Prostatakrebs aufhalten – Sterblichkeit senken
Dass Lutetium-177 PSMA-617 tatsächlich gut wirkt, hatten schon verschiedene Studien gezeigt. Die Zulassungsstudie (VISION III) für das Medikament wurde an mehreren US-amerikanischen Kliniken durchgeführt. Der Wirkstoff reduzierte in Kombination mit einer Standardtherapie die Gesamtsterblichkeit um 38 Prozent. Und bei 60 Prozent der Probanden ließ sich der Prostatakrebs aufhalten. Derzeit laufen weitere klinische Studien zu Lutetium-177 PSMA-617. Die Forschenden wollen herausfinden, ob das Medikament auch Männern mit metastasiertem Prostatakrebs einen Überlebensvorteil bringt, die zuvor noch keine Chemotherapie erhalten haben.
„Die FDA-Zulassung ist eine große Chance für die betroffenen Männer“, sagt Michael Baumann, Vorstandvorsitzender des DKFZ. „Von dem neuen Medikament können jetzt weltweit Patienten mit fortgeschrittenem Prostatakrebs profitieren, die sonst kaum noch aussichtsreiche Behandlungsoptionen haben.“
PSMA-617 Lutetium-177 als “individueller Heilversuch”
In Deutschland bieten heute schon einige Kliniken die Behandlung mit PSMA-617 Lutetium-177 an. Weil die Therapie hierzulande noch nicht zugelassen ist, gilt sie als “Individueller Heilversuch”. Ärztinnen und Ärzte wenden sie nur an, wenn sämtliche anderen Behandlungsmöglichkeiten ausgeschöpft sind oder sich der Prostatakrebs nicht mehr ausreichend mit einer Hormontherapie und Chemotherapie in Schach halten lässt.
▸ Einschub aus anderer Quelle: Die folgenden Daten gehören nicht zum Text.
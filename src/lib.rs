//! Stillpage - a distraction-free PDF reader library
//!
//! This library provides page navigation, zoom and fullscreen handling for a
//! single-document PDF viewer. Rendering goes through PDFium and the window
//! through iced; the [`ViewerController`] only talks to them through the
//! [`DocumentSource`] and [`DisplaySurface`] traits.

pub mod config;
pub mod document;
pub mod error;
pub mod input;
pub mod pdf;
pub mod ui;
pub mod viewer;

pub use config::{Args, ViewerConfig};
pub use document::{Document, DocumentSource, Frame};
pub use error::{InputError, OpenError, RenderError};
pub use input::{Command, KeyBindings};
pub use pdf::PdfiumSource;
pub use ui::ViewerApp;
pub use viewer::{DisplaySurface, ViewerController, ViewerState, Zoom};

/// Re-export commonly used types
pub mod prelude {
    pub use crate::document::{Document, DocumentSource, Frame, Offset, PixelSize};
    pub use crate::error::{InputError, OpenError, RenderError};
    pub use crate::input::{Command, KeyBindings};
    pub use crate::viewer::{DisplaySurface, ViewerController, ViewerState, Zoom};
}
Viele Patienten sprechen gut auf die Therapie an. Meist bildet sich der Tumor zurück, der PSA-Wert sinkt und die Schmerzen aufgrund der Metastasen nehmen ab. Die meisten Männer vertragen die Behandlung mit PSMA-617 Lutetium-177 gut und verspüren keine starken Nebenwirkungen.
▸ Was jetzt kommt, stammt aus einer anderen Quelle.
//! SQLite backend.

use std::path::Path;

use rusqlite::types::ValueRef;
use rusqlite::Connection;
use tracing::debug;

use super::{ExecResult, IndexInfo, QueryExecutor, Row};
use crate::config::{ConnectionConfig, ConnectionError, Driver};
use crate::model::Value;
use crate::sql::{Dialect, Query, SqlDialect};

/// Executor over a single SQLite connection.
pub struct SqliteExecutor {
    conn: Connection,
}

impl SqliteExecutor {
    pub fn open(path: impl AsRef<Path>) -> ExecResult<Self> {
        Ok(Self {
            conn: Connection::open(path)?,
        })
    }

    pub fn open_in_memory() -> ExecResult<Self> {
        Ok(Self {
            conn: Connection::open_in_memory()?,
        })
    }

    /// Open the database a connection config points at.
    pub fn connect(config: &ConnectionConfig) -> ExecResult<Self> {
        if config.driver != Driver::Sqlite {
            return Err(ConnectionError::UnsupportedDriver(config.driver.to_string()).into());
        }
        if config.is_in_memory() {
            Self::open_in_memory()
        } else {
            Self::open(&config.target)
        }
    }

    /// Run raw statements (schema setup, fixtures).
    pub fn execute_batch(&self, sql: &str) -> ExecResult<()> {
        self.conn.execute_batch(sql)?;
        Ok(())
    }

    fn pragma_rows<T>(
        &self,
        sql: &str,
        map: impl FnMut(&rusqlite::Row<'_>) -> rusqlite::Result<T>,
    ) -> ExecResult<Vec<T>> {
        let mut stmt = self.conn.prepare(sql)?;
        let rows = stmt.query_map([], map)?.collect::<Result<Vec<_>, _>>()?;
        Ok(rows)
    }
}

fn to_value(cell: ValueRef<'_>) -> Value {
    match cell {
        ValueRef::Null => Value::Null,
        ValueRef::Integer(i) => Value::Int(i),
        ValueRef::Real(f) => Value::Float(f),
        ValueRef::Text(s) | ValueRef::Blob(s) => Value::Text(String::from_utf8_lossy(s).into_owned()),
    }
}

impl QueryExecutor for SqliteExecutor {
    fn dialect(&self) -> Dialect {
        Dialect::Sqlite
    }

    fn select_rows(&self, query: &Query) -> ExecResult<Vec<Row>> {
        let sql = query.to_sql(Dialect::Sqlite);
        debug!(sql = %sql, "executing query");

        let mut stmt = self.conn.prepare(&sql)?;
        let width = stmt.column_count();
        let rows = stmt
            .query_map([], |row| {
                (0..width)
                    .map(|i| row.get_ref(i).map(to_value))
                    .collect::<rusqlite::Result<Row>>()
            })?
            .collect::<Result<Vec<_>, _>>()?;

        debug!(rows = rows.len(), "query returned");
        Ok(rows)
    }

    fn indexes(&self, table: &str) -> ExecResult<Vec<IndexInfo>> {
        let quoted = Dialect::Sqlite.quote_identifier(table);

        // (name, unique, origin)
        let listed = self.pragma_rows(&format!("PRAGMA index_list({quoted})"), |row| {
            Ok((
                row.get::<_, String>("name")?,
                row.get::<_, bool>("unique")?,
                row.get::<_, String>("origin")?,
            ))
        })?;

        let mut indexes = Vec::with_capacity(listed.len() + 1);

        // INTEGER PRIMARY KEY columns are rowid aliases and never show up in index_list.
        let mut pk: Vec<(i64, String)> = self
            .pragma_rows(&format!("PRAGMA table_info({quoted})"), |row| {
                Ok((row.get::<_, i64>("pk")?, row.get::<_, String>("name")?))
            })?
            .into_iter()
            .filter(|(pos, _)| *pos > 0)
            .collect();
        pk.sort();
        if !pk.is_empty() && !listed.iter().any(|(_, _, origin)| origin == "pk") {
            indexes.push(IndexInfo {
                name: crate::cache::PRIMARY_INDEX.into(),
                columns: pk.into_iter().map(|(_, name)| name).collect(),
                unique: true,
            });
        }

        for (name, unique, _) in listed {
            let quoted_index = Dialect::Sqlite.quote_identifier(&name);
            let mut columns: Vec<(i64, Option<String>)> =
                self.pragma_rows(&format!("PRAGMA index_info({quoted_index})"), |row| {
                    Ok((row.get::<_, i64>("seqno")?, row.get::<_, Option<String>>("name")?))
                })?;
            columns.sort();
            // Expression indexes have unnamed columns and never match a field list.
            if columns.iter().any(|(_, c)| c.is_none()) {
                continue;
            }
            indexes.push(IndexInfo {
                name,
                columns: columns.into_iter().filter_map(|(_, c)| c).collect(),
                unique,
            });
        }

        debug!(table, count = indexes.len(), "read indexes");
        Ok(indexes)
    }
}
PSMA hilft auch bei der Diagnostik von Prostatakrebs
PSMA könnte zukünftig nicht nur in der Behandlung, sondern auch in der Diagnostik von Prostatakrebs eine entscheidende Rolle spielen. Dann wird das PSMA mit einem schwach radioaktiven Molekül kombiniert, zum Beispiel mit Gallium-68 (Ga-68) oder Fluor-18 (F-18). Mit Hilfe dieser Radionuklide lassen sich Prostatakrebszelle radioaktiv markieren. Auf Bildern ist diese radioaktive Ansammlung an den Prostatakrebszellen anschließend gut erkennbar. Zum Einsatz kommt dabei die Positronen-Emissions-Tomografie (PET) in Kombination mit der Computertomografie. Diese neue nuklearmedizinische Methode heißt PSMA-PET/CT. Sie ist vor allem hilfreich, wenn bei einem Mann der Verdacht auf einen Rückfall (Rezidiv) besteht.
Prostatakrebs: Früh entdeckt – hohe Heilungschancen
Prostatakrebs ist mit rund 70.000 Neuerkrankungen pro Jahr die häufigste Krebserkrankung und die zweithäufigste Krebstodesursache bei Männern in Deutschland. Ist der Tumor bei der Diagnose noch auf die Prostata beschränkt, beträgt die Wahrscheinlichkeit, die ersten fünf Jahre nach der Diagnose zu überleben, nahezu 100 Prozent. Bei metastasiertem Prostatakrebs sind dagegen nach fünf Jahren nur noch 30 Prozent der Männer am Leben.